# Material supplied
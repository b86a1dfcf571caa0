//! SCPI driver for the HP/Agilent 34401A
//!
//! The driver is generic over a line-oriented [`ScpiTransport`]. The shipped
//! transport is [`TcpTransport`] (raw SCPI socket, usually port 5025 on a
//! LAN/GPIB gateway). Each run configures a single immediate-trigger reading
//! and fetches it with `READ?`.

use super::{Device, DeviceParams};
use crate::error::DeviceError;
use std::io::{self, BufRead, BufReader, Write};
use std::net::{TcpStream, ToSocketAddrs};
use std::time::Duration;

/// Instrument models this driver accepts in the `*IDN?` response
const SUPPORTED_MODELS: [&str; 2] = ["34401", "34410"];

/// Line-oriented command channel to an instrument
pub trait ScpiTransport: Send {
    /// Send one command, terminated by a newline
    fn write_line(&mut self, command: &str) -> io::Result<()>;

    /// Read one response line without the terminator
    fn read_line(&mut self) -> io::Result<String>;

    /// Send a query and read its response
    fn query(&mut self, command: &str) -> io::Result<String> {
        self.write_line(command)?;
        self.read_line()
    }
}

/// SCPI over a raw TCP socket
pub struct TcpTransport {
    reader: BufReader<TcpStream>,
    writer: TcpStream,
}

impl TcpTransport {
    /// Connect to `host:port` (an optional `tcp://` prefix is accepted)
    pub fn connect(address: &str, timeout: Duration) -> io::Result<Self> {
        let address = address.strip_prefix("tcp://").unwrap_or(address);
        let socket_addr = address.to_socket_addrs()?.next().ok_or_else(|| {
            io::Error::new(io::ErrorKind::InvalidInput, format!("no address for {}", address))
        })?;

        let stream = TcpStream::connect_timeout(&socket_addr, timeout)?;
        stream.set_read_timeout(Some(timeout))?;
        stream.set_write_timeout(Some(timeout))?;
        stream.set_nodelay(true)?;

        Ok(Self {
            reader: BufReader::new(stream.try_clone()?),
            writer: stream,
        })
    }
}

impl ScpiTransport for TcpTransport {
    fn write_line(&mut self, command: &str) -> io::Result<()> {
        self.writer.write_all(command.as_bytes())?;
        self.writer.write_all(b"\n")?;
        self.writer.flush()
    }

    fn read_line(&mut self) -> io::Result<String> {
        let mut line = String::new();
        if self.reader.read_line(&mut line)? == 0 {
            return Err(io::Error::new(
                io::ErrorKind::UnexpectedEof,
                "instrument closed the connection",
            ));
        }
        Ok(line.trim_end().to_string())
    }
}

/// 34401A / 34410A driver
pub struct ScpiDevice<T: ScpiTransport> {
    transport: T,
    connected: bool,
    idn: String,
}

impl<T: ScpiTransport> ScpiDevice<T> {
    pub fn new(transport: T) -> Self {
        Self {
            transport,
            connected: false,
            idn: String::new(),
        }
    }

    /// Access the transport (mainly for tests)
    pub fn transport(&self) -> &T {
        &self.transport
    }

    fn write(&mut self, command: &str) -> Result<(), DeviceError> {
        tracing::trace!("SCPI > {}", command);
        self.transport
            .write_line(command)
            .map_err(|e| DeviceError::ReadFailure(format!("{}: {}", command, e)))
    }
}

impl<T: ScpiTransport> Device for ScpiDevice<T> {
    fn connect(&mut self) -> Result<(), DeviceError> {
        let idn = self
            .transport
            .query("*IDN?")
            .map_err(|e| DeviceError::ReadFailure(format!("*IDN?: {}", e)))?;

        if !SUPPORTED_MODELS.iter().any(|model| idn.contains(model)) {
            return Err(DeviceError::Unsupported(format!("unknown instrument: {}", idn)));
        }

        self.idn = idn;
        self.connected = true;
        self.write("*RST")?;
        self.write("*CLS")?;
        Ok(())
    }

    fn disconnect(&mut self) {
        if self.connected {
            if let Err(e) = self.transport.write_line("SYST:LOC") {
                tracing::debug!("Failed to return instrument to local: {}", e);
            }
        }
        self.connected = false;
    }

    fn is_connected(&self) -> bool {
        self.connected
    }

    fn configure(&mut self, params: &DeviceParams) -> Result<(), DeviceError> {
        if !self.connected {
            return Err(DeviceError::NotConnected);
        }

        let function = params.function.scpi();
        let range = match params.range.as_str() {
            "AUTO" | "–" | "" => "DEF".to_string(),
            other => parse_range(other)
                .map(|v| v.to_string())
                .unwrap_or_else(|| "DEF".to_string()),
        };

        self.write(&format!("CONF:{} {}", function, range))?;
        if params.function.has_nplc() {
            self.write(&format!(
                "SENS:{}:NPLC {}",
                function,
                params.resolution.nplc()
            ))?;
        }
        self.write("TRIG:SOUR IMM")?;
        self.write("TRIG:DEL:AUTO ON")?;
        self.write("SAMP:COUN 1")
    }

    fn measure(&mut self) -> Result<f64, DeviceError> {
        if !self.connected {
            return Err(DeviceError::NotConnected);
        }
        let response = self
            .transport
            .query("READ?")
            .map_err(|e| DeviceError::ReadFailure(e.to_string()))?;

        response
            .trim()
            .parse::<f64>()
            .map_err(|_| DeviceError::ReadFailure(format!("unparsable reading '{}'", response)))
    }

    fn identity(&self) -> String {
        if self.idn.is_empty() {
            "34401A (not identified)".to_string()
        } else {
            self.idn.clone()
        }
    }
}

/// Convert a range label such as `100 mV` or `10 kΩ` to its numeric value
pub fn parse_range(label: &str) -> Option<f64> {
    // Longest suffixes first so "MV" is not read as "V"
    const SUFFIXES: [(&str, f64); 8] = [
        ("KΩ", 1e3),
        ("MΩ", 1e6),
        ("MV", 1e-3),
        ("MA", 1e-3),
        ("HZ", 1.0),
        ("V", 1.0),
        ("A", 1.0),
        ("Ω", 1.0),
    ];

    let compact: String = label
        .chars()
        .filter(|c| !c.is_whitespace())
        .collect::<String>()
        .to_uppercase();

    SUFFIXES.iter().find_map(|(suffix, scale)| {
        let number = compact.strip_suffix(suffix)?;
        let value: f64 = number.parse().ok()?;
        Some(if *scale < 1.0 {
            value / (1.0 / scale).round()
        } else {
            value * scale
        })
    })
}

#[cfg(test)]
mod tests {
    use super::*;
    use crate::device::MeasurementFunction;
    use std::collections::VecDeque;

    #[derive(Default)]
    struct FakeTransport {
        written: Vec<String>,
        responses: VecDeque<String>,
    }

    impl FakeTransport {
        fn with_responses(responses: &[&str]) -> Self {
            Self {
                written: Vec::new(),
                responses: responses.iter().map(|s| s.to_string()).collect(),
            }
        }
    }

    impl ScpiTransport for FakeTransport {
        fn write_line(&mut self, command: &str) -> io::Result<()> {
            self.written.push(command.to_string());
            Ok(())
        }

        fn read_line(&mut self) -> io::Result<String> {
            self.responses
                .pop_front()
                .ok_or_else(|| io::Error::new(io::ErrorKind::TimedOut, "no response"))
        }
    }

    #[test]
    fn test_parse_range() {
        assert_eq!(parse_range("100 mV"), Some(0.1));
        assert_eq!(parse_range("10 mA"), Some(0.01));
        assert_eq!(parse_range("1 kΩ"), Some(1000.0));
        assert_eq!(parse_range("10 MΩ"), Some(10_000_000.0));
        assert_eq!(parse_range("750 V"), Some(750.0));
        assert_eq!(parse_range("3 A"), Some(3.0));
        assert_eq!(parse_range("AUTO"), None);
    }

    #[test]
    fn test_connect_checks_identity() {
        let transport = FakeTransport::with_responses(&["HEWLETT-PACKARD,34401A,0,11-5-2"]);
        let mut device = ScpiDevice::new(transport);
        device.connect().unwrap();
        assert!(device.is_connected());
        assert_eq!(device.transport().written, vec!["*IDN?", "*RST", "*CLS"]);
    }

    #[test]
    fn test_connect_rejects_other_instruments() {
        let transport = FakeTransport::with_responses(&["KEITHLEY,2000,0,A01"]);
        let mut device = ScpiDevice::new(transport);
        let err = device.connect().unwrap_err();
        assert!(matches!(err, DeviceError::Unsupported(_)));
        assert!(!device.is_connected());
    }

    #[test]
    fn test_configure_commands() {
        let transport = FakeTransport::with_responses(&["Agilent,34410A,0,2.35"]);
        let mut device = ScpiDevice::new(transport);
        device.connect().unwrap();

        let params = DeviceParams {
            function: MeasurementFunction::DcVoltage,
            range: "10 V".to_string(),
            resolution: crate::device::Resolution::Digits6_5,
        };
        device.configure(&params).unwrap();

        let written = &device.transport().written[3..];
        assert_eq!(
            written,
            &[
                "CONF:VOLT:DC 10",
                "SENS:VOLT:DC:NPLC 10",
                "TRIG:SOUR IMM",
                "TRIG:DEL:AUTO ON",
                "SAMP:COUN 1"
            ]
        );
    }

    #[test]
    fn test_configure_frequency_skips_nplc() {
        let transport = FakeTransport::with_responses(&["HP,34401A,0,1"]);
        let mut device = ScpiDevice::new(transport);
        device.connect().unwrap();
        device
            .configure(&DeviceParams::new(MeasurementFunction::Frequency))
            .unwrap();
        let written = &device.transport().written;
        assert!(written.contains(&"CONF:FREQ DEF".to_string()));
        assert!(!written.iter().any(|c| c.contains("NPLC")));
    }

    #[test]
    fn test_measure_parses_reading() {
        let transport = FakeTransport::with_responses(&["HP,34401A,0,1", "+4.99872100E+00", "garbage"]);
        let mut device = ScpiDevice::new(transport);
        device.connect().unwrap();

        let v = device.measure().unwrap();
        assert!((v - 4.998721).abs() < 1e-9);

        assert!(matches!(device.measure(), Err(DeviceError::ReadFailure(_))));
        // Transport timeout
        assert!(matches!(device.measure(), Err(DeviceError::ReadFailure(_))));
    }

    #[test]
    fn test_not_connected() {
        let mut device = ScpiDevice::new(FakeTransport::default());
        assert_eq!(device.measure(), Err(DeviceError::NotConnected));
        assert_eq!(
            device.configure(&DeviceParams::default()),
            Err(DeviceError::NotConnected)
        );
    }

    #[test]
    fn test_disconnect_returns_to_local() {
        let transport = FakeTransport::with_responses(&["HP,34401A,0,1"]);
        let mut device = ScpiDevice::new(transport);
        device.connect().unwrap();
        device.disconnect();
        assert_eq!(device.transport().written.last().unwrap(), "SYST:LOC");
        assert!(!device.is_connected());
    }
}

# Problem to work on
Look for the word "BufReader". Copy out every line of the data that has it.

# Output for this exercise
use std::io::{self, BufRead, BufReader, Write};
    reader: BufReader<TcpStream>,
            reader: BufReader::new(stream.try_clone()?),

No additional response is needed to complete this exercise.